Stored data entries:
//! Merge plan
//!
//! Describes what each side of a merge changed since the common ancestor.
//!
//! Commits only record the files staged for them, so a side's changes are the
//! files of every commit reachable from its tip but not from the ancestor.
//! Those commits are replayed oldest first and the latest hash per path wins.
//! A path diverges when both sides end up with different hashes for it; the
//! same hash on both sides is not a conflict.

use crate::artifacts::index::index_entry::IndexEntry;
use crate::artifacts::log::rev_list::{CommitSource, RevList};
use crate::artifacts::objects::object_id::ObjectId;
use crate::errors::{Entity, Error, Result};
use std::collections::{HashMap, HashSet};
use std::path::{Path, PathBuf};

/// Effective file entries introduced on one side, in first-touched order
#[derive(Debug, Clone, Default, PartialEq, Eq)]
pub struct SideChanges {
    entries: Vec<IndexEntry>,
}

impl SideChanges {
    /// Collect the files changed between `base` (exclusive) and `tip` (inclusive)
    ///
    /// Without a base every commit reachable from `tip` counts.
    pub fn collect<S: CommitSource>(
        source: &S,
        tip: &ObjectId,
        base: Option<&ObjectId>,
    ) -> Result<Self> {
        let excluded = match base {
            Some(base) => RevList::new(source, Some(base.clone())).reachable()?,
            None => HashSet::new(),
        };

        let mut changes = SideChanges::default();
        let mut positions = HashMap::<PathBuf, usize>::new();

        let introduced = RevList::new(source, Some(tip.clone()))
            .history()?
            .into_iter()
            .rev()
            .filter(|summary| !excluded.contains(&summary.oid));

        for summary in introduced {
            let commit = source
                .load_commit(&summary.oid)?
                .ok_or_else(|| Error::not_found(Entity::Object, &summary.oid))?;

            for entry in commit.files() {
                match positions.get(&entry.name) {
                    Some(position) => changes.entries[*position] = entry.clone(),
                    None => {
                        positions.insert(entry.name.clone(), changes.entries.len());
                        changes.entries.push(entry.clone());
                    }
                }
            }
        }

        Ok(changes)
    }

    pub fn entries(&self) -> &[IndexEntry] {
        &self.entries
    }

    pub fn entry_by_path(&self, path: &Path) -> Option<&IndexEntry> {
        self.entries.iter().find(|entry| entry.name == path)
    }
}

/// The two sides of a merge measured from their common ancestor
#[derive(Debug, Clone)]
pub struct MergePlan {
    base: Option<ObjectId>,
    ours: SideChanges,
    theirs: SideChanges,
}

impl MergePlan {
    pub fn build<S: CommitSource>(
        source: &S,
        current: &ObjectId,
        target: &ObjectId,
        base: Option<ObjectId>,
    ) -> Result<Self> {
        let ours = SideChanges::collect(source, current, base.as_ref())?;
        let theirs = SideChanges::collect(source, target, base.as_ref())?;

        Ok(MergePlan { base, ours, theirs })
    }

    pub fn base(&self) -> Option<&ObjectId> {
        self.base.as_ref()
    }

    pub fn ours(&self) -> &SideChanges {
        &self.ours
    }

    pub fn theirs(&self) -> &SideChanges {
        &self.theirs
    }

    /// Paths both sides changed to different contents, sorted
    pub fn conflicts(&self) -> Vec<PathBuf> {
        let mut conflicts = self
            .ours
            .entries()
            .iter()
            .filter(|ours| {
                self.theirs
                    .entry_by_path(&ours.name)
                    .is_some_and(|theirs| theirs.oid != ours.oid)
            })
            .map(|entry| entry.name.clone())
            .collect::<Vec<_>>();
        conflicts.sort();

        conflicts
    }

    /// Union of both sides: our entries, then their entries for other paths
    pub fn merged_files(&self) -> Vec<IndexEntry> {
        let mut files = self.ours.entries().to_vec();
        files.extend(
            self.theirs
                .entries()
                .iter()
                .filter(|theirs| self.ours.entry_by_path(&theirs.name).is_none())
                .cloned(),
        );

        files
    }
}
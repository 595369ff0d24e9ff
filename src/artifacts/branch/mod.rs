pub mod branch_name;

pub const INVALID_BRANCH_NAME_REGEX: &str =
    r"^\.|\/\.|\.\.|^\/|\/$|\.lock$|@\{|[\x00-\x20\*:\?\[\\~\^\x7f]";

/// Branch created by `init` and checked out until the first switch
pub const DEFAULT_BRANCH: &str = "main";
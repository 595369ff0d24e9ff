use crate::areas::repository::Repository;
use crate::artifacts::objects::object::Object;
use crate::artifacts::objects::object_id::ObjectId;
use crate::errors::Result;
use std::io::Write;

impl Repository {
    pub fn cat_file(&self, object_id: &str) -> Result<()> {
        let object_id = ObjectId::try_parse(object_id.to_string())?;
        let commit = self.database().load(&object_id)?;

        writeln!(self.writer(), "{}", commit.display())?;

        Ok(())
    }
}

### Task brief
Repeat all the entries above without altering anything.

### Expected output
//! Merge plan
//!
//! Describes what each side of a merge changed since the common ancestor.
//!
//! Commits only record the files staged for them, so a side's changes are the
//! files of every commit reachable from its tip but not from the ancestor.
//! Those commits are replayed oldest first and the latest hash per path wins.
//! A path diverges when both sides end up with different hashes for it; the
//! same hash on both sides is not a conflict.

use crate::artifacts::index::index_entry::IndexEntry;
use crate::artifacts::log::rev_list::{CommitSource, RevList};
use crate::artifacts::objects::object_id::ObjectId;
use crate::errors::{Entity, Error, Result};
use std::collections::{HashMap, HashSet};
use std::path::{Path, PathBuf};

/// Effective file entries introduced on one side, in first-touched order
#[derive(Debug, Clone, Default, PartialEq, Eq)]
pub struct SideChanges {
    entries: Vec<IndexEntry>,
}

impl SideChanges {
    /// Collect the files changed between `base` (exclusive) and `tip` (inclusive)
    ///
    /// Without a base every commit reachable from `tip` counts.
    pub fn collect<S: CommitSource>(
        source: &S,
        tip: &ObjectId,
        base: Option<&ObjectId>,
    ) -> Result<Self> {
        let excluded = match base {
            Some(base) => RevList::new(source, Some(base.clone())).reachable()?,
            None => HashSet::new(),
        };

        let mut changes = SideChanges::default();
        let mut positions = HashMap::<PathBuf, usize>::new();

        let introduced = RevList::new(source, Some(tip.clone()))
            .history()?
            .into_iter()
            .rev()
            .filter(|summary| !excluded.contains(&summary.oid));

        for summary in introduced {
            let commit = source
                .load_commit(&summary.oid)?
                .ok_or_else(|| Error::not_found(Entity::Object, &summary.oid))?;

            for entry in commit.files() {
                match positions.get(&entry.name) {
                    Some(position) => changes.entries[*position] = entry.clone(),
                    None => {
                        positions.insert(entry.name.clone(), changes.entries.len());
                        changes.entries.push(entry.clone());
                    }
                }
            }
        }

        Ok(changes)
    }

    pub fn entries(&self) -> &[IndexEntry] {
        &self.entries
    }

    pub fn entry_by_path(&self, path: &Path) -> Option<&IndexEntry> {
        self.entries.iter().find(|entry| entry.name == path)
    }
}

/// The two sides of a merge measured from their common ancestor
#[derive(Debug, Clone)]
pub struct MergePlan {
    base: Option<ObjectId>,
    ours: SideChanges,
    theirs: SideChanges,
}

impl MergePlan {
    pub fn build<S: CommitSource>(
        source: &S,
        current: &ObjectId,
        target: &ObjectId,
        base: Option<ObjectId>,
    ) -> Result<Self> {
        let ours = SideChanges::collect(source, current, base.as_ref())?;
        let theirs = SideChanges::collect(source, target, base.as_ref())?;

        Ok(MergePlan { base, ours, theirs })
    }

    pub fn base(&self) -> Option<&ObjectId> {
        self.base.as_ref()
    }

    pub fn ours(&self) -> &SideChanges {
        &self.ours
    }

    pub fn theirs(&self) -> &SideChanges {
        &self.theirs
    }

    /// Paths both sides changed to different contents, sorted
    pub fn conflicts(&self) -> Vec<PathBuf> {
        let mut conflicts = self
            .ours
            .entries()
            .iter()
            .filter(|ours| {
                self.theirs
                    .entry_by_path(&ours.name)
                    .is_some_and(|theirs| theirs.oid != ours.oid)
            })
            .map(|entry| entry.name.clone())
            .collect::<Vec<_>>();
        conflicts.sort();

        conflicts
    }

    /// Union of both sides: our entries, then their entries for other paths
    pub fn merged_files(&self) -> Vec<IndexEntry> {
        let mut files = self.ours.entries().to_vec();
        files.extend(
            self.theirs
                .entries()
                .iter()
                .filter(|theirs| self.ours.entry_by_path(&theirs.name).is_none())
                .cloned(),
        );

        files
    }
}
repository 595369ff0d24e9ff
filename src/artifacts/branch/mod.rs
pub mod branch_name;

pub const INVALID_BRANCH_NAME_REGEX: &str =
    r"^\.|\/\.|\.\.|^\/|\/$|\.lock$|@\{|[\x00-\x20\*:\?\[\\~\^\x7f]";

/// Branch created by `init` and checked out until the first switch
pub const DEFAULT_BRANCH: &str = "main";
repository 595369ff0d24e9ff
use crate::areas::repository::Repository;
use crate::artifacts::objects::object::Object;
use crate::artifacts::objects::object_id::ObjectId;
use crate::errors::Result;
use std::io::Write;

impl Repository {
    pub fn cat_file(&self, object_id: &str) -> Result<()> {
        let object_id = ObjectId::try_parse(object_id.to_string())?;
        let commit = self.database().load(&object_id)?;

        writeln!(self.writer(), "{}", commit.display())?;

        Ok(())
    }
}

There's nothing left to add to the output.